Mathematical induction is a method of mathematical proof typically used to establish that a given statement is true for all natural numbers (non-negative integers). It is done by proving that the first statement in the infinite sequence of statements is true, and then proving that if any one statement in the infinite sequence of statements is true, then so is the next one.

The simplest and most common form of mathematical induction proves that a statement involving a natural number $n$ holds for all values of $n$. The proof consists of two steps:

1. The basis (base case): showing that the statement holds when $n$ is equal to the lowest value that $n$ is given in the question. Usually, $n=0$ or $n=1$.
2. The inductive step: showing that if the statement holds for some $n$, then the statement also holds when $n+1$ is substituted for $n$.

The assumption in the inductive step that the statement holds for some $n$, is called the induction hypothesis (or inductive hypothesis).
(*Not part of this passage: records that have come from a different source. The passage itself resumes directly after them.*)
//! perf kernel-probe duplicate-placement check. Local host only, the one
//! case in the suite that never touches the peer or the link configuration.
//!
//! Places a probe on a line inside a scheduler function, then fails if perf
//! registered more than one event for that single location (seen either in
//! perf's own stderr or in the kernel's kprobe_events list).

use crate::exec;
use crate::params::TestParams;
use crate::pkg::{self, PkgBackend};
use crate::verdict::{fail, skip, CaseResult, TestReport, Verdict};
use tracing::info;

const SYMBOL: &str = "select_task_rq_fair";
const PROBE_POINT: &str = "select_task_rq_fair:15";
const KPROBE_EVENTS: &str = "/sys/kernel/debug/tracing/kprobe_events";

pub async fn run(params: &TestParams) -> TestReport {
    let report = TestReport::begin("perf-probe");
    info!(case = "perf-probe", "starting");

    if let Err(e) = setup(params).await {
        return report.finish(e.into(), Vec::new(), None);
    }
    let (verdict, details) = match execute().await {
        Ok(details) => (Verdict::Pass, details),
        Err(e) => (e.into(), Vec::new()),
    };
    let teardown_issue = teardown().await.err().map(|e| e.to_string());
    report.finish(verdict, details, teardown_issue)
}

/// perf package names per distro family; Ubuntu ties them to the running
/// kernel release.
async fn perf_packages(distro: &str) -> CaseResult<Vec<String>> {
    if distro == "ubuntu" || distro == "debian" {
        let out = exec::run("uname", &["-r"])
            .await
            .map_err(|e| skip(format!("cannot read kernel release: {e}")))?;
        let release = out.stdout_text().trim().to_string();
        return Ok(vec![
            "linux-tools-common".to_string(),
            format!("linux-tools-{release}"),
        ]);
    }
    if distro == "rhel" || distro == "centos" || distro == "fedora" {
        return Ok(vec!["perf".to_string(), "kernel-debuginfo".to_string()]);
    }
    if pkg::is_suse(distro) {
        return Ok(vec![
            "perf".to_string(),
            "kernel-default-base-debuginfo".to_string(),
        ]);
    }
    Err(skip(format!("no known perf packages for distro {distro}")))
}

async fn setup(_params: &TestParams) -> CaseResult<()> {
    let backend = PkgBackend::detect()
        .await
        .ok_or_else(|| skip("no supported package backend on this host"))?;
    for pkg in perf_packages(&pkg::distro_id()).await? {
        backend.ensure_installed(&pkg).await?;
    }
    Ok(())
}

async fn execute() -> CaseResult<Vec<String>> {
    let out = exec::run("perf", &["probe", PROBE_POINT])
        .await
        .map_err(|e| fail(format!("perf probe did not start: {e}")))?;
    if !out.success() {
        return Err(fail(format!(
            "perf probe {PROBE_POINT} failed: {}",
            out.stderr_text().trim()
        )));
    }

    let events = std::fs::read_to_string(KPROBE_EVENTS)
        .map_err(|e| skip(format!("cannot read {KPROBE_EVENTS}: {e}")))?;
    evaluate(&out.stderr_text(), &events)
}

/// Verification phase: count the evidence of duplicate placement. perf
/// reports a second probe at the same location with an underscore-suffixed
/// event name; each kprobe_events line naming the symbol counts as one
/// registration.
pub fn evaluate(perf_stderr: &str, kprobe_events: &str) -> CaseResult<Vec<String>> {
    let mut registrations = 0;
    if perf_stderr.contains(SYMBOL) && perf_stderr.contains(&format!("{SYMBOL}_")) {
        registrations += 1;
    }
    for line in kprobe_events.lines() {
        if line.contains(SYMBOL) {
            registrations += 1;
        }
    }
    if registrations >= 2 {
        return Err(fail(
            "perf probe is placing multiple probes at the same location",
        ));
    }
    Ok(vec![format!(
        "single probe registered at {PROBE_POINT} ({registrations} kprobe entry)"
    )])
}

async fn teardown() -> CaseResult<()> {
    // Delete every probed event, not just ours.
    let out = exec::run("perf", &["probe", "-d", "*"])
        .await
        .map_err(|e| fail(format!("perf probe cleanup did not start: {e}")))?;
    if !out.success() {
        return Err(fail(format!(
            "perf probe cleanup failed: {}",
            out.stderr_text().trim()
        )));
    }
    Ok(())
}

#[cfg(test)]
mod tests {
    use super::*;

    #[test]
    fn test_single_probe_passes() {
        let stderr = "Added new event:\n  probe:select_task_rq_fair (on select_task_rq_fair:15)\n";
        let events = "p:probe/select_task_rq_fair _text+1234\n";
        assert!(evaluate(stderr, events).is_ok());
    }

    #[test]
    fn test_duplicate_in_stderr_and_events_fails() {
        let stderr = "\
Added new events:
  probe:select_task_rq_fair (on select_task_rq_fair:15)
  probe:select_task_rq_fair_1 (on select_task_rq_fair:15)
";
        let events = "\
p:probe/select_task_rq_fair _text+1234
p:probe/select_task_rq_fair_1 _text+1234
";
        assert!(evaluate(stderr, events).is_err());
    }

    #[test]
    fn test_two_kprobe_entries_alone_fail() {
        let stderr = "Added new event:\n  probe:select_task_rq_fair\n";
        let events = "\
p:probe/select_task_rq_fair _text+1234
p:probe/select_task_rq_fair_1 _text+1234
";
        assert!(evaluate(stderr, events).is_err());
    }

    #[test]
    fn test_unrelated_events_ignored() {
        let stderr = "Added new event:\n  probe:select_task_rq_fair\n";
        let events = "p:probe/vfs_read _text+99\np:probe/select_task_rq_fair _text+1234\n";
        assert!(evaluate(stderr, events).is_ok());
    }

    #[test]
    fn test_perf_packages_for_rpm_distros() {
        tokio_test::block_on(async {
            let rhel = perf_packages("rhel").await.unwrap();
            assert_eq!(rhel, vec!["perf", "kernel-debuginfo"]);
            let suse = perf_packages("opensuse-leap").await.unwrap();
            assert!(suse.contains(&"kernel-default-base-debuginfo".to_string()));
            assert!(perf_packages("gentoo").await.is_err());
        });
    }
}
To perform the inductive step, one assumes the induction hypothesis and then uses this assumption to prove the statement for $n+1$.

The choice between $n=0$ and $n=1$ in the base case is specific to the context of the proof: If $0$ is considered a natural number, as is common in the fields of combinatorics and mathematical logic, then $n=0$. If, on the other hand, $1$ is taken as the first natural number, then the base case is given by $n=1$.
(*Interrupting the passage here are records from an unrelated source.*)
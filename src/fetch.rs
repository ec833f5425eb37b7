//! Benchmark tool acquisition: download an upstream archive, extract it into
//! the scratch directory, and drive its autotools build.

use crate::exec;
use anyhow::{bail, Context, Result};
use std::path::{Path, PathBuf};
use tracing::info;

/// Download `url` into `dest_dir`, returning the archive path. An existing
/// file of the same name is reused rather than re-fetched.
pub async fn download(url: &str, dest_dir: &Path) -> Result<PathBuf> {
    let file_name = url
        .rsplit('/')
        .next()
        .filter(|s| !s.is_empty())
        .context("download URL has no file name component")?;
    let dest = dest_dir.join(file_name);
    if dest.exists() {
        info!(path = %dest.display(), "reusing cached archive");
        return Ok(dest);
    }

    tokio::fs::create_dir_all(dest_dir)
        .await
        .with_context(|| format!("failed to create {}", dest_dir.display()))?;

    info!(%url, "downloading");
    let response = reqwest::get(url)
        .await
        .with_context(|| format!("failed to fetch {url}"))?;
    if !response.status().is_success() {
        bail!("fetch of {url} returned HTTP {}", response.status());
    }
    let bytes = response
        .bytes()
        .await
        .with_context(|| format!("failed to read body of {url}"))?;
    tokio::fs::write(&dest, &bytes)
        .await
        .with_context(|| format!("failed to write {}", dest.display()))?;
    Ok(dest)
}

/// Extract a tarball or zip into `dest_dir` using the system tar/unzip.
pub async fn extract(archive: &Path, dest_dir: &Path) -> Result<()> {
    tokio::fs::create_dir_all(dest_dir)
        .await
        .with_context(|| format!("failed to create {}", dest_dir.display()))?;
    let archive_str = archive.to_string_lossy();
    let dest_str = dest_dir.to_string_lossy();

    let out = if archive_str.ends_with(".zip") {
        exec::run("unzip", &["-o", "-q", &archive_str, "-d", &dest_str]).await?
    } else {
        exec::run("tar", &["-xf", &archive_str, "-C", &dest_str]).await?
    };
    if !out.success() {
        bail!(
            "extraction of {} failed: {}",
            archive.display(),
            out.stderr_text().trim()
        );
    }
    Ok(())
}

/// "iperf-2.0.13.tar.gz" -> "iperf-2.0.13"; "master.zip" -> "master".
pub fn archive_stem(path: &Path) -> String {
    let name = path
        .file_name()
        .map(|n| n.to_string_lossy().to_string())
        .unwrap_or_default();
    if let Some(idx) = name.find(".tar") {
        return name[..idx].to_string();
    }
    name.trim_end_matches(".zip")
        .trim_end_matches(".tgz")
        .to_string()
}

/// `./configure && make` in `dir`.
pub async fn configure_and_make(dir: &Path) -> Result<()> {
    info!(dir = %dir.display(), "building");
    let out = exec::sh_in(dir, "./configure && make").await?;
    if !out.success() {
        bail!(
            "build in {} failed: {}",
            dir.display(),
            last_lines(&out.stderr_text(), 5)
        );
    }
    Ok(())
}

/// `autoreconf -fi && ./configure && make` for checkouts without a configure
/// script (the uperf zip archive).
pub async fn autoreconf_configure_make(dir: &Path) -> Result<()> {
    info!(dir = %dir.display(), "building (autoreconf)");
    let out = exec::sh_in(dir, "autoreconf -fi && ./configure && make").await?;
    if !out.success() {
        bail!(
            "build in {} failed: {}",
            dir.display(),
            last_lines(&out.stderr_text(), 5)
        );
    }
    Ok(())
}

fn last_lines(text: &str, n: usize) -> String {
    let lines: Vec<&str> = text.lines().collect();
    let start = lines.len().saturating_sub(n);
    lines[start..].join("\n")
}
This method works by first proving the statement is true for a starting value, and then proving that the process used to go from one value to the next is valid. If these are both proven, then any value can be obtained by performing the process repeatedly. 

Visualization

It may be helpful to think of the domino effect. If one is presented with a long row of dominoes standing on end, one can be sure that:

1. The first domino will fall
2. Whenever a domino falls, its next neighbor will also fall

So it is concluded that all of the dominoes will fall, and that this fact is inevitable.

Dominoes

Mathematical induction can be informally illustrated by reference to the sequential effect of falling dominoes.

Example

Prove the following statement: For each positive integer $n$,

$\displaystyle{0 + 1 + 2 + \cdots + n = \frac{n(n+1)}{2}}$

Base Case: We first have to check that the statement holds for $n=0$. On the left-hand side of the equation, we have only $0$. On the right hand side of the equation we substitute $n=0$. Thus we have  $\displaystyle{0 = \frac{0(0+1)}{2}}$, which can be simplified to $0= 0$. We have proven that the statement holds true for the base case of $n=0$.
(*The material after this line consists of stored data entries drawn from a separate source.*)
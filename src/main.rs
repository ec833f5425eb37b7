use anyhow::Result;
use clap::{Args, Parser, Subcommand};
use std::path::PathBuf;

use peerbench::cases::CaseKind;
use peerbench::params::TestParams;
use peerbench::verdict::TestReport;

#[derive(Parser)]
#[command(
    name = "peerbench",
    about = "Peer-driven benchmark and capture tests for Linux network links",
    version,
    long_about = None
)]
struct Cli {
    #[command(subcommand)]
    command: Commands,
}

#[derive(Subcommand)]
enum Commands {
    /// Run one test case (setup, execute, verify, teardown)
    Run {
        /// Test case to run
        #[arg(value_enum)]
        case: CaseKind,

        /// TOML parameter file
        #[arg(long)]
        config: Option<PathBuf>,

        /// JSON report for machine parsing
        #[arg(long)]
        json: bool,

        #[command(flatten)]
        overrides: Overrides,
    },

    /// List the available test cases
    List,

    /// Check environment readiness without running a test
    Preflight {
        /// TOML parameter file
        #[arg(long)]
        config: Option<PathBuf>,

        /// JSON output for machine parsing
        #[arg(long)]
        json: bool,

        #[command(flatten)]
        overrides: Overrides,
    },
}

/// CLI overrides for values from the parameter file.
#[derive(Args, Debug)]
struct Overrides {
    /// Peer machine address
    #[arg(long)]
    peer_ip: Option<String>,

    /// Peer login user
    #[arg(long)]
    peer_user: Option<String>,

    /// Peer login password (key auth is used when omitted)
    #[arg(long)]
    peer_password: Option<String>,

    /// Interface under test
    #[arg(long)]
    interface: Option<String>,

    /// Address to assign to the interface for the test
    #[arg(long)]
    host_ip: Option<String>,

    /// Netmask (dotted quad or prefix length) for --host-ip
    #[arg(long)]
    netmask: Option<String>,

    /// MTU to apply on both ends for the test
    #[arg(long)]
    mtu: Option<u32>,

    /// Throughput floor as a percentage of link speed
    #[arg(long)]
    expected_throughput: Option<u64>,

    /// Packet count for the tcpdump case
    #[arg(long)]
    count: Option<u64>,

    /// Accepted kernel-drop ceiling as a percentage of --count
    #[arg(long)]
    drop_accepted: Option<u64>,

    /// tcpdump traffic/filter option (tcp, udp, icmp, host, src, dst, ...)
    #[arg(long)]
    option: Option<String>,

    /// Start the benchmark server on the peer before the run
    #[arg(long)]
    server_run: bool,

    /// Scratch directory for downloads, builds and captures
    #[arg(long)]
    workdir: Option<PathBuf>,
}

impl Overrides {
    fn apply(self, params: &mut TestParams) {
        if let Some(v) = self.peer_ip {
            params.peer_ip = v;
        }
        if let Some(v) = self.peer_user {
            params.peer_user = v;
        }
        if let Some(v) = self.peer_password {
            params.peer_password = Some(v);
        }
        if let Some(v) = self.interface {
            params.interface = v;
        }
        if let Some(v) = self.host_ip {
            params.host_ip = v;
        }
        if let Some(v) = self.netmask {
            params.netmask = v;
        }
        if let Some(v) = self.mtu {
            params.mtu = v;
        }
        if let Some(v) = self.expected_throughput {
            params.expected_throughput = v;
        }
        if let Some(v) = self.count {
            params.count = v;
        }
        if let Some(v) = self.drop_accepted {
            params.drop_accepted = v;
        }
        if let Some(v) = self.option {
            params.option = v;
        }
        if self.server_run {
            params.iperf_server_run = true;
            params.uperf_server_run = true;
        }
        if let Some(v) = self.workdir {
            params.workdir = v;
        }
    }
}

fn load_params(config: Option<&PathBuf>, overrides: Overrides) -> Result<TestParams> {
    let mut params = TestParams::load(config.map(|p| p.as_path()))?;
    overrides.apply(&mut params);
    Ok(params)
}

fn print_report(report: &TestReport) {
    println!("\n{} : {}", report.case, report.verdict.label());
    if let Some(reason) = report.verdict.reason() {
        println!("  reason: {}", reason);
    }
    for detail in &report.details {
        println!("  {}", detail);
    }
    if let Some(issue) = &report.teardown {
        println!("  teardown issue: {}", issue);
    }
    println!(
        "  run {} finished in {:.1}s",
        report.run_id, report.duration_secs
    );
}

#[tokio::main]
async fn main() -> Result<()> {
    // Initialize tracing
    tracing_subscriber::fmt()
        .with_env_filter(
            tracing_subscriber::EnvFilter::try_from_default_env()
                .unwrap_or_else(|_| tracing_subscriber::EnvFilter::new("info")),
        )
        .init();

    let cli = Cli::parse();

    match cli.command {
        Commands::Run {
            case,
            config,
            json,
            overrides,
        } => {
            let params = load_params(config.as_ref(), overrides)?;
            tracing::info!(case = case.name(), peer = %params.peer_ip, "Running test case");
            let report = peerbench::run_case(case, &params).await;
            if json {
                println!("{}", serde_json::to_string_pretty(&report)?);
            } else {
                print_report(&report);
            }
            std::process::exit(report.verdict.exit_code());
        }
        Commands::List => {
            println!("{:<12} | Description", "Case");
            println!("{:-<12}-|-{:-<50}", "", "");
            for kind in CaseKind::all() {
                println!("{:<12} | {}", kind.name(), kind.describe());
            }
        }
        Commands::Preflight {
            config,
            json,
            overrides,
        } => {
            let params = load_params(config.as_ref(), overrides)?;
            tracing::info!("Running preflight checks");
            let report = peerbench::preflight::run(&params).await?;
            if json {
                println!("{}", serde_json::to_string_pretty(&report)?);
            } else {
                println!("\npeerbench environment preflight");
                println!("{:<25} | {:<6} | Details", "Component", "Status");
                println!("{:-<25}-|-{:-<6}-|-{:-<40}", "", "", "");
                for res in &report.results {
                    println!(
                        "{:<25} | {:<6} | {}",
                        res.component,
                        res.status.label(),
                        res.details
                    );
                    if let Some(rem) = &res.remediation {
                        println!("{:<25} | {:<6} |   -> {}", "", "", rem);
                    }
                }
                println!();
            }
            if !report.ready() {
                std::process::exit(1);
            }
        }
    }

    Ok(())
}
Inductive Step: Assume that the statement holds for $n=k$, and check if it holds for $n=k+1$ as well. In other words, we want to show that the statement holds true when we substitute $k+1$ for $n$:

$\displaystyle{0 + 1 + 2 + \cdots + k + (k+1) = \frac{\left(k+1\right)\left[\left(k+1\right)+1\right]}{2}}$

 Note that we can use the induction hypothesis that the statement holds for $n=k$ to rewrite the left-hand side of the equation:

$\displaystyle{0 + 1 + 2 + \cdots + k + (k+1) = \frac{k(k+1)}{2}} + (k+1)$

We can now rewrite this statement and show that it equals the right-hand side of the previous statement. In other words, if we can show that the following holds true, we will show that $\displaystyle{0 + 1 + 2 + \cdots + n = \frac{n(n+1)}{2}}$ holds true for $k+1$:

$\displaystyle{\frac{k(k+1)}{2} + (k+1) = \frac{\left(k+1\right)\left[\left(k+1\right)+1\right]}{2} }$

We can rewrite $\displaystyle{\frac{k(k+1)}{2} + (k+1)}$ algebraically as follows:

$\displaystyle{ \begin{aligned} \frac{k(k+1)}{2} + (k+1) &= \frac{k(k+1) + 2(k+1)}{2} \\ &=\frac{(k+1)(k+2)}{2} \\ &=\frac{\left(k+1\right)\left[\left(k+1\right)+1\right]}{2} \end{aligned} }$

This is exactly we wanted to prove. We have shown that $\displaystyle{0 + 1 + 2 + \cdots + n = \frac{n(n+1)}{2}}$ holds true for any $n = k + 1$ if it holds true for $n = k$. This completes the induction step. We conclude that the statement holds for every non-negative integer $n$.